DARRELL HUNT, APPELLANT,
v.
UNITED STATES, APPELLEE.



Before Wagner, Chief Judge, Reid, Associate Judge, and Kern, Senior Judge.

The opinion of the court was delivered by: Per Curiam

Notice: This opinion is subject to formal revision before publication in the Atlantic and Maryland Reporters. Users are requested to notify the Clerk of the Court of any formal errors so that corrections may be made before the bound volumes go to press.

Appeal from the Superior Court of the District of Columbia (Hon. Henry F. Greene, Trial Judge)

Argued February 3, 1999

* The decision in this case was originally issued as an unpublished Memorandum Opinion and Judgment. It is now being published, with minor revisions, by direction of the court.

Appellant Darrell Hunt appeals from the judgment of the trial court finding him guilty of two counts of the lesser included offense of second degree murder while armed of Rolland Hayden and Clarence Gilchrist; *fn1 possession of a firearm during the commission of a crime of violence, in violation of § 22-3204 (b); and carrying a pistol without a license, in violation of § 22-3204 (a). *fn2 He contends that the trial court erred in failing to: (1) consider the doctrine of concurrent intent with respect to his motion for judgment of acquittal of the murder of Clarence Gilchrist, and (2) instruct the jury on the theory of concurrent intent. Seeing no merit to these arguments, we affirm.

FACTUAL SUMMARY

The government's evidence introduced at Hunt's trial showed that on March 1, 1992, Hunt fired multiple shots, several of which killed Rolland Hayden, and one of which caused the death of Clarence Gilchrist. After playing basketball in the Potomac Gardens area of the District of Columbia with some of his friends, Hunt got into a Nissan Sentra car with other passengers. As the car was being driven in the 1400 block of K Street, S.E., Hunt's attention was called to a white Subaru automobile. Seated in that automobile was Hunt's girlfriend, "Penny", and Rolland Hayden. They were fighting. Eventually, the Nissan Sentra car stopped and positioned itself in front of the white Subaru.

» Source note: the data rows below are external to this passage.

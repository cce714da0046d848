//! Per-session workflow state.

use chrono::{DateTime, Utc};
use serde::{Deserialize, Serialize};

use crate::phase::Phase;

/// State accumulated by one refinement session.
///
/// Created lazily on first reference and mutated only by the workflow
/// controller. The similarity subsystem never touches this type.
#[derive(Clone, Debug, Serialize, Deserialize)]
#[serde(rename_all = "camelCase")]
pub struct SessionState {
    /// Opaque client-supplied session identifier.
    pub session_id: String,
    /// The question text as originally accepted by validation.
    #[serde(skip_serializing_if = "Option::is_none")]
    pub original_question: Option<String>,
    /// The most recent refinement produced for this session.
    #[serde(skip_serializing_if = "Option::is_none")]
    pub refined_question: Option<String>,
    /// The finalized question text.
    #[serde(skip_serializing_if = "Option::is_none")]
    pub final_question: Option<String>,
    /// Current workflow phase; only ever advances.
    pub phase: Phase,
    /// When the session was created.
    pub created_at: DateTime<Utc>,
    /// When the session was last touched by any operation. Drives
    /// least-recently-active eviction in the bounded store.
    pub last_active: DateTime<Utc>,
}

impl SessionState {
    /// Create a fresh unvalidated session.
    pub fn new(session_id: impl Into<String>) -> Self {
        let now = Utc::now();
        Self {
            session_id: session_id.into(),
            original_question: None,
            refined_question: None,
            final_question: None,
            phase: Phase::Unvalidated,
            created_at: now,
            last_active: now,
        }
    }

    /// Advance the phase, keeping the forward-only invariant.
    pub fn advance_phase(&mut self, target: Phase) {
        self.phase = self.phase.advanced_to(target);
    }

    /// Record that an operation touched this session.
    pub fn touch(&mut self) {
        self.last_active = Utc::now();
    }
}

// ─────────────────────────────────────────────────────────────────────────────
// Tests
// ─────────────────────────────────────────────────────────────────────────────

#[cfg(test)]
mod tests {
    use super::*;

    #[test]
    fn new_session_is_unvalidated_and_empty() {
        let s = SessionState::new("s1");
        assert_eq!(s.session_id, "s1");
        assert_eq!(s.phase, Phase::Unvalidated);
        assert!(s.original_question.is_none());
        assert!(s.refined_question.is_none());
        assert!(s.final_question.is_none());
    }

    #[test]
    fn advance_phase_never_regresses() {
        let mut s = SessionState::new("s1");
        s.advance_phase(Phase::Refined);
        s.advance_phase(Phase::Validated);
        assert_eq!(s.phase, Phase::Refined);
    }

    #[test]
    fn touch_moves_last_active_forward() {
        let mut s = SessionState::new("s1");
        let before = s.last_active;
        s.touch();
        assert!(s.last_active >= before);
    }

    #[test]
    fn snapshot_omits_unset_questions() {
        let s = SessionState::new("s1");
        let json = serde_json::to_value(&s).unwrap();
        assert!(json.get("originalQuestion").is_none());
        assert_eq!(json["phase"], "unvalidated");
    }
}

Hunt and others got out of the Nissan Sentra. Hunt proceeded to the passenger side of the white Subaru and asked Penny why she was with Hayden. He also asked Hayden why he was fighting with Penny. Both told Hunt that Penny wanted to go to McDonald's to get food for her children. Hayden indicated that Penny had thrown soda on him.

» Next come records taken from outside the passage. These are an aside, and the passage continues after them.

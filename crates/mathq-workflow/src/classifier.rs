//! Similarity classifier: embedding, index query, threshold and ranking.

use std::sync::Arc;

use tracing::{debug, info, instrument};

use mathq_core::{CorpusQuestion, SimilarityMatch};
use mathq_embeddings::{EmbeddingService, VectorIndex, l2_normalize};

use crate::errors::{Result, WorkflowError};
use crate::metric_names;

/// Duplicate-detection policy over the vector index.
///
/// Holds the corpus and its index side by side; slot `i` of the index is
/// corpus entry `i`, established at build time and immutable afterward.
/// Read-only post-build, safe to share behind an `Arc` without locking.
pub struct SimilarityClassifier {
    embedder: Arc<dyn EmbeddingService>,
    index: VectorIndex,
    corpus: Vec<CorpusQuestion>,
    top_k: usize,
    threshold: f32,
}

impl std::fmt::Debug for SimilarityClassifier {
    fn fmt(&self, f: &mut std::fmt::Formatter<'_>) -> std::fmt::Result {
        f.debug_struct("SimilarityClassifier")
            .field("index", &self.index)
            .field("corpus", &self.corpus)
            .field("top_k", &self.top_k)
            .field("threshold", &self.threshold)
            .finish_non_exhaustive()
    }
}

impl SimilarityClassifier {
    /// Embed the corpus and build the index.
    ///
    /// One-shot startup operation. Fails on an empty corpus, on any
    /// embedding failure, and on any corpus/index size disagreement,
    /// all of which make every later similarity answer meaningless, so
    /// none of them is allowed to survive into serving.
    #[instrument(skip_all, fields(corpus = corpus.len()))]
    pub async fn build(
        embedder: Arc<dyn EmbeddingService>,
        corpus: Vec<CorpusQuestion>,
        top_k: usize,
        threshold: f32,
    ) -> Result<Self> {
        let texts: Vec<String> = corpus.iter().map(|q| q.text.clone()).collect();
        let mut vectors = embedder.embed(&texts).await?;
        for v in &mut vectors {
            l2_normalize(v);
        }

        let index = VectorIndex::build(vectors)?;
        if index.len() != corpus.len() {
            return Err(WorkflowError::Misaligned {
                corpus: corpus.len(),
                index: index.len(),
            });
        }

        info!(
            questions = corpus.len(),
            dimension = index.dimension(),
            top_k,
            threshold,
            "similarity index built"
        );

        Ok(Self {
            embedder,
            index,
            corpus,
            top_k,
            threshold,
        })
    }

    /// Number of corpus questions behind the index.
    pub fn corpus_len(&self) -> usize {
        self.corpus.len()
    }

    /// Find corpus questions that near-duplicate `text`.
    ///
    /// Embeds the candidate, queries the top `top_k` neighbors, keeps those
    /// scoring at or above the threshold, and returns them in descending
    /// score order. An empty result is the normal "no duplicates" answer.
    #[instrument(skip_all)]
    pub async fn find_duplicates(&self, text: &str) -> Result<Vec<SimilarityMatch>> {
        let mut vector = self.embedder.embed_single(text).await?;
        l2_normalize(&mut vector);

        let neighbors = self.index.query(&vector, self.top_k)?;
        let matches: Vec<SimilarityMatch> = neighbors
            .into_iter()
            .filter(|(_, score)| *score >= self.threshold)
            .map(|(slot, score)| SimilarityMatch::from_corpus(&self.corpus[slot], score))
            .collect();

        metrics::counter!(metric_names::SIMILARITY_QUERIES_TOTAL).increment(1);
        metrics::histogram!(metric_names::SIMILARITY_MATCHES).record(matches.len() as f64);
        debug!(matches = matches.len(), "similarity query complete");

        Ok(matches)
    }
}

// ─────────────────────────────────────────────────────────────────────────────
// Tests
// ─────────────────────────────────────────────────────────────────────────────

While Hunt was arguing with Penny and Hayden, Clarence Gilchrist and Jawanza Williams drove by in a white Corvette. Gilchrist stopped the car when Williams saw a friend of his, Kenny and Kenny's infant son, parked at the corner of 15th and K Streets, S.E., in a burgundy van behind the white Subaru in which Penny and Hayden were seated. Gilchrist parked the white Corvette in an adjacent alley, got out, and walked towards the burgundy van carrying Kenny and his son. Williams remained in the Corvette. Williams heard Gilchrist tell Hunt and Hayden: "You-all need to just stop, stop this beefing . . . ." Penny was removed from the white Subaru with force and taken to the Nissan Sentra in which Hunt had been riding.

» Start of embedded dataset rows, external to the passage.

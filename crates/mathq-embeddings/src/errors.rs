//! Embedding and index error types.

use thiserror::Error;

/// Result alias for embedding operations.
pub type Result<T> = std::result::Result<T, EmbeddingError>;

/// Errors from the embedding collaborator.
#[derive(Debug, Error)]
pub enum EmbeddingError {
    /// The HTTP request to the embedding API failed (connect, timeout, TLS).
    #[error("embedding request failed: {0}")]
    Http(#[from] reqwest::Error),

    /// The embedding API returned a non-success status.
    #[error("embedding API error ({status}): {message}")]
    Api {
        /// HTTP status code.
        status: u16,
        /// Error message extracted from the response body.
        message: String,
    },

    /// The response parsed but is not in the expected shape.
    #[error("malformed embedding response: {0}")]
    MalformedResponse(String),

    /// A returned vector has the wrong dimension.
    #[error("embedding dimension mismatch: expected {expected}, got {actual}")]
    DimensionMismatch {
        /// Expected dimension.
        expected: usize,
        /// Actual dimension.
        actual: usize,
    },

    /// Inference failed (mock failure injection, empty results).
    #[error("embedding inference failed: {0}")]
    Inference(String),
}

/// Errors from the vector index.
#[derive(Debug, Error, PartialEq, Eq)]
pub enum IndexError {
    /// A build-time row or a query vector does not match the index dimension.
    #[error("vector dimension mismatch: index dimension {expected}, got {actual}")]
    DimensionMismatch {
        /// Index dimension.
        expected: usize,
        /// Offending vector's dimension.
        actual: usize,
    },

    /// Build was given no vectors.
    #[error("cannot build an index over zero vectors")]
    EmptyBuild,
}
//! Settings loading: file layer plus environment overrides.

use std::path::Path;

use crate::errors::{Result, SettingsError};
use crate::types::MathqSettings;

/// Load settings from an optional file path, then apply `MATHQ_*`
/// environment overrides and validation.
///
/// When `path` is `None`, the file layer is skipped and only defaults plus
/// env overrides apply.
pub fn load_settings(path: Option<&Path>) -> Result<MathqSettings> {
    let mut settings = match path {
        Some(p) => load_settings_from_path(p)?,
        None => MathqSettings::default(),
    };
    apply_env_overrides(&mut settings)?;
    settings.validate();
    Ok(settings)
}

/// Load settings from a JSON file. Partial files are allowed; missing
/// fields take compiled defaults.
pub fn load_settings_from_path(path: &Path) -> Result<MathqSettings> {
    let raw = std::fs::read_to_string(path).map_err(|source| SettingsError::Io {
        path: path.display().to_string(),
        source,
    })?;
    serde_json::from_str(&raw).map_err(|source| SettingsError::Parse {
        path: path.display().to_string(),
        source,
    })
}

/// Apply `MATHQ_*` environment variable overrides in place.
///
/// Unset variables leave the current value untouched. Set-but-unparseable
/// values are an error: silently ignoring a typo'd port is worse than
/// failing startup.
pub fn apply_env_overrides(settings: &mut MathqSettings) -> Result<()> {
    if let Ok(host) = std::env::var("MATHQ_HOST") {
        settings.server.host = host;
    }
    if let Some(port) = parse_env("MATHQ_PORT")? {
        settings.server.port = port;
    }
    if let Ok(url) = std::env::var("MATHQ_OPENAI_BASE_URL") {
        settings.openai.base_url = url;
    }
    if let Ok(model) = std::env::var("MATHQ_CHAT_MODEL") {
        settings.openai.chat_model = model;
    }
    if let Ok(model) = std::env::var("MATHQ_EMBEDDING_MODEL") {
        settings.openai.embedding_model = model;
    }
    if let Some(secs) = parse_env("MATHQ_REQUEST_TIMEOUT_SECS")? {
        settings.openai.request_timeout_secs = secs;
    }
    if let Some(k) = parse_env("MATHQ_TOP_K")? {
        settings.similarity.top_k = k;
    }
    if let Some(threshold) = parse_env("MATHQ_SCORE_THRESHOLD")? {
        settings.similarity.score_threshold = threshold;
    }
    if let Some(max) = parse_env("MATHQ_MAX_SESSIONS")? {
        settings.sessions.max_sessions = max;
    }
    if let Ok(path) = std::env::var("MATHQ_CORPUS") {
        settings.corpus.path = path;
    }
    Ok(())
}

fn parse_env<T: std::str::FromStr>(var: &'static str) -> Result<Option<T>> {
    match std::env::var(var) {
        Ok(value) => value
            .parse()
            .map(Some)
            .map_err(|_| SettingsError::InvalidEnvValue { var, value }),
        Err(_) => Ok(None),
    }
}

// ─────────────────────────────────────────────────────────────────────────────
// Tests
// ─────────────────────────────────────────────────────────────────────────────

Hunt went over to the Nissan Sentra, looked inside, returned to the white Subaru, took an automatic pistol from his waistband and started shooting into the car where Hayden was still seated. Gilchrist, who at the time of the shooting was on the other side of the white Subaru, fell to the ground. Witnesses to the shooting heard ten to twenty or thirty "quick fire" shots. The medical examiner discovered ten gunshot wounds on Hayden's body, and one on Gilchrist's body.

The government called several witnesses, including two residents of the 1400 block of K Street, S.E., who witnessed the events; a friend of Hunt's for seventeen or twenty years, who also was an eyewitness; Jawanza Williams who was in the car with Gilchrist; and the Deputy Chief Medical Examiner for the District of Columbia. The defense called two witnesses, and sought to discredit the testimony of the government's witnesses.

Before the defense rested its case, the trial court discussed its proposed jury instructions with counsel. In response to the court's question as to whether there were any pre-trial submissions of proposed jury instructions, the government mentioned a proposed instruction regarding transferred intent. The defense had submitted no proposed instructions prior to trial.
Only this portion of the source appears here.